- Exercise -
The data are to be restated in full, exactly as presented.

- Supplied records -
BEGIN
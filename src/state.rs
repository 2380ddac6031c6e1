//! Shared application state for all routes.

use crate::store::CatalogStore;
use std::sync::Arc;

#[derive(Clone)]
pub struct AppState {
    pub store: Arc<dyn CatalogStore>,
    /// Show error messages on error pages. Off in production.
    pub expose_errors: bool,
}

impl AppState {
    pub fn new(store: Arc<dyn CatalogStore>, expose_errors: bool) -> Self {
        Self {
            store,
            expose_errors,
        }
    }

    pub fn store(&self) -> &dyn CatalogStore {
        self.store.as_ref()
    }
}
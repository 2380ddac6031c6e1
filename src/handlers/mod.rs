//! Page handlers. Each entity has list, detail, create, update and delete
//! flows; every successful write ends in a redirect.

pub mod author;
pub mod book;
pub mod book_instance;
pub mod genre;
pub mod index;

use crate::error::AppError;
use crate::service::Rejected;
use uuid::Uuid;

pub const AUTHORS: &str = "/catalog/authors";
pub const GENRES: &str = "/catalog/genres";
pub const BOOKS: &str = "/catalog/books";
pub const BOOK_INSTANCES: &str = "/catalog/bookinstances";

/// Path id; malformed ids are treated like unknown ones.
fn parse_id(raw: &str) -> Option<Uuid> {
    Uuid::parse_str(raw).ok()
}

fn not_found(kind: &str, raw: &str) -> AppError {
    AppError::NotFound(format!("{} {}", kind, raw))
}

/// Resolve a path id or fail with 404.
fn require_id(kind: &str, raw: &str) -> Result<Uuid, AppError> {
    parse_id(raw).ok_or_else(|| not_found(kind, raw))
}

fn log_rejected<F>(kind: &'static str, rejected: &Rejected<F>) {
    tracing::warn!(
        kind,
        errors = rejected.errors.len(),
        fields = ?rejected.errors.iter().map(|e| e.field).collect::<Vec<_>>(),
        "form rejected"
    );
}

#[cfg(test)]
mod tests {
    use super::*;
    use axum::http::StatusCode;

    #[test]
    fn malformed_ids_are_not_found() {
        assert_eq!(parse_id("not-a-uuid"), None);
        let err = require_id("author", "42").unwrap_err();
        assert_eq!(err.status(), StatusCode::NOT_FOUND);
    }
}
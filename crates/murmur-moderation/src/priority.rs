// SPDX-FileCopyrightText: 2026 Murmur Contributors
// SPDX-License-Identifier: MIT OR Apache-2.0

//! Deterministic verdict-to-priority rule table.

use murmur_core::moderation::category;
use murmur_core::{Priority, Verdict};

/// Compute review urgency from a verdict.
///
/// Rule table, evaluated top down:
/// - any severe category flagged → critical
/// - hate/harassment/violence flagged, or any score > 0.7 → high
/// - sexual or self-harm flagged, or any score > 0.5 → medium
/// - otherwise → low
pub fn priority(verdict: &Verdict) -> Priority {
    if category::SEVERE.iter().any(|c| verdict.is_flagged(c)) {
        return Priority::Critical;
    }
    if verdict.is_flagged(category::HATE)
        || verdict.is_flagged(category::HARASSMENT)
        || verdict.is_flagged(category::VIOLENCE)
        || verdict.max_score() > 0.7
    {
        return Priority::High;
    }
    if verdict.is_flagged(category::SEXUAL)
        || verdict.is_flagged(category::SELF_HARM)
        || verdict.max_score() > 0.5
    {
        return Priority::Medium;
    }
    Priority::Low
}

#[cfg(test)]
mod tests {
    use super::*;

    fn flagged(cat: &str) -> Verdict {
        let mut v = Verdict::clean();
        v.flagged = true;
        v.categories.insert(cat.to_string(), true);
        v
    }

    fn scored(cat: &str, score: f64) -> Verdict {
        let mut v = Verdict::clean();
        v.flagged = true;
        v.scores.insert(cat.to_string(), score);
        v
    }

    #[test]
    fn every_severe_category_is_critical() {
        for cat in category::SEVERE {
            assert_eq!(priority(&flagged(cat)), Priority::Critical, "{cat}");
        }
    }

    #[test]
    fn hate_harassment_violence_flags_are_high() {
        assert_eq!(priority(&flagged(category::HATE)), Priority::High);
        assert_eq!(priority(&flagged(category::HARASSMENT)), Priority::High);
        assert_eq!(priority(&flagged(category::VIOLENCE)), Priority::High);
    }

    #[test]
    fn score_thresholds_pick_the_tier() {
        assert_eq!(priority(&scored("spam", 0.71)), Priority::High);
        assert_eq!(priority(&scored("spam", 0.6)), Priority::Medium);
        assert_eq!(priority(&scored("spam", 0.5)), Priority::Low);
    }

    #[test]
    fn sexual_and_self_harm_flags_are_medium() {
        assert_eq!(priority(&flagged(category::SEXUAL)), Priority::Medium);
        assert_eq!(priority(&flagged(category::SELF_HARM)), Priority::Medium);
    }

    #[test]
    fn clean_verdict_is_low() {
        assert_eq!(priority(&Verdict::clean()), Priority::Low);
    }
}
END
- Your response -
filename src/state.rs
repository 2380ddac6031c6e1
//! Shared application state for all routes.

use crate::store::CatalogStore;
use std::sync::Arc;

#[derive(Clone)]
pub struct AppState {
    pub store: Arc<dyn CatalogStore>,
    /// Show error messages on error pages. Off in production.
    pub expose_errors: bool,
}

impl AppState {
    pub fn new(store: Arc<dyn CatalogStore>, expose_errors: bool) -> Self {
        Self {
            store,
            expose_errors,
        }
    }

    pub fn store(&self) -> &dyn CatalogStore {
        self.store.as_ref()
    }
}
repository 2380ddac6031c6e1
filename src/handlers/mod.rs
//! Page handlers. Each entity has list, detail, create, update and delete
//! flows; every successful write ends in a redirect.

pub mod author;
pub mod book;
pub mod book_instance;
pub mod genre;
pub mod index;

use crate::error::AppError;
use crate::service::Rejected;
use uuid::Uuid;

pub const AUTHORS: &str = "/catalog/authors";
pub const GENRES: &str = "/catalog/genres";
pub const BOOKS: &str = "/catalog/books";
pub const BOOK_INSTANCES: &str = "/catalog/bookinstances";

/// Path id; malformed ids are treated like unknown ones.
fn parse_id(raw: &str) -> Option<Uuid> {
    Uuid::parse_str(raw).ok()
}

fn not_found(kind: &str, raw: &str) -> AppError {
    AppError::NotFound(format!("{} {}", kind, raw))
}

/// Resolve a path id or fail with 404.
fn require_id(kind: &str, raw: &str) -> Result<Uuid, AppError> {
    parse_id(raw).ok_or_else(|| not_found(kind, raw))
}

fn log_rejected<F>(kind: &'static str, rejected: &Rejected<F>) {
    tracing::warn!(
        kind,
        errors = rejected.errors.len(),
        fields = ?rejected.errors.iter().map(|e| e.field).collect::<Vec<_>>(),
        "form rejected"
    );
}

#[cfg(test)]
mod tests {
    use super::*;
    use axum::http::StatusCode;

    #[test]
    fn malformed_ids_are_not_found() {
        assert_eq!(parse_id("not-a-uuid"), None);
        let err = require_id("author", "42").unwrap_err();
        assert_eq!(err.status(), StatusCode::NOT_FOUND);
    }
}
filename crates/murmur-moderation/src/priority.rs
// SPDX-FileCopyrightText: 2026 Murmur Contributors
// SPDX-License-Identifier: MIT OR Apache-2.0

//! Deterministic verdict-to-priority rule table.

use murmur_core::moderation::category;
use murmur_core::{Priority, Verdict};

/// Compute review urgency from a verdict.
///
/// Rule table, evaluated top down:
/// - any severe category flagged → critical
/// - hate/harassment/violence flagged, or any score > 0.7 → high
/// - sexual or self-harm flagged, or any score > 0.5 → medium
/// - otherwise → low
pub fn priority(verdict: &Verdict) -> Priority {
    if category::SEVERE.iter().any(|c| verdict.is_flagged(c)) {
        return Priority::Critical;
    }
    if verdict.is_flagged(category::HATE)
        || verdict.is_flagged(category::HARASSMENT)
        || verdict.is_flagged(category::VIOLENCE)
        || verdict.max_score() > 0.7
    {
        return Priority::High;
    }
    if verdict.is_flagged(category::SEXUAL)
        || verdict.is_flagged(category::SELF_HARM)
        || verdict.max_score() > 0.5
    {
        return Priority::Medium;
    }
    Priority::Low
}

#[cfg(test)]
mod tests {
    use super::*;

    fn flagged(cat: &str) -> Verdict {
        let mut v = Verdict::clean();
        v.flagged = true;
        v.categories.insert(cat.to_string(), true);
        v
    }

    fn scored(cat: &str, score: f64) -> Verdict {
        let mut v = Verdict::clean();
        v.flagged = true;
        v.scores.insert(cat.to_string(), score);
        v
    }

    #[test]
    fn every_severe_category_is_critical() {
        for cat in category::SEVERE {
            assert_eq!(priority(&flagged(cat)), Priority::Critical, "{cat}");
        }
    }

    #[test]
    fn hate_harassment_violence_flags_are_high() {
        assert_eq!(priority(&flagged(category::HATE)), Priority::High);
        assert_eq!(priority(&flagged(category::HARASSMENT)), Priority::High);
        assert_eq!(priority(&flagged(category::VIOLENCE)), Priority::High);
    }

    #[test]
    fn score_thresholds_pick_the_tier() {
        assert_eq!(priority(&scored("spam", 0.71)), Priority::High);
        assert_eq!(priority(&scored("spam", 0.6)), Priority::Medium);
        assert_eq!(priority(&scored("spam", 0.5)), Priority::Low);
    }

    #[test]
    fn sexual_and_self_harm_flags_are_medium() {
        assert_eq!(priority(&flagged(category::SEXUAL)), Priority::Medium);
        assert_eq!(priority(&flagged(category::SELF_HARM)), Priority::Medium);
    }

    #[test]
    fn clean_verdict_is_low() {
        assert_eq!(priority(&Verdict::clean()), Priority::Low);
    }
}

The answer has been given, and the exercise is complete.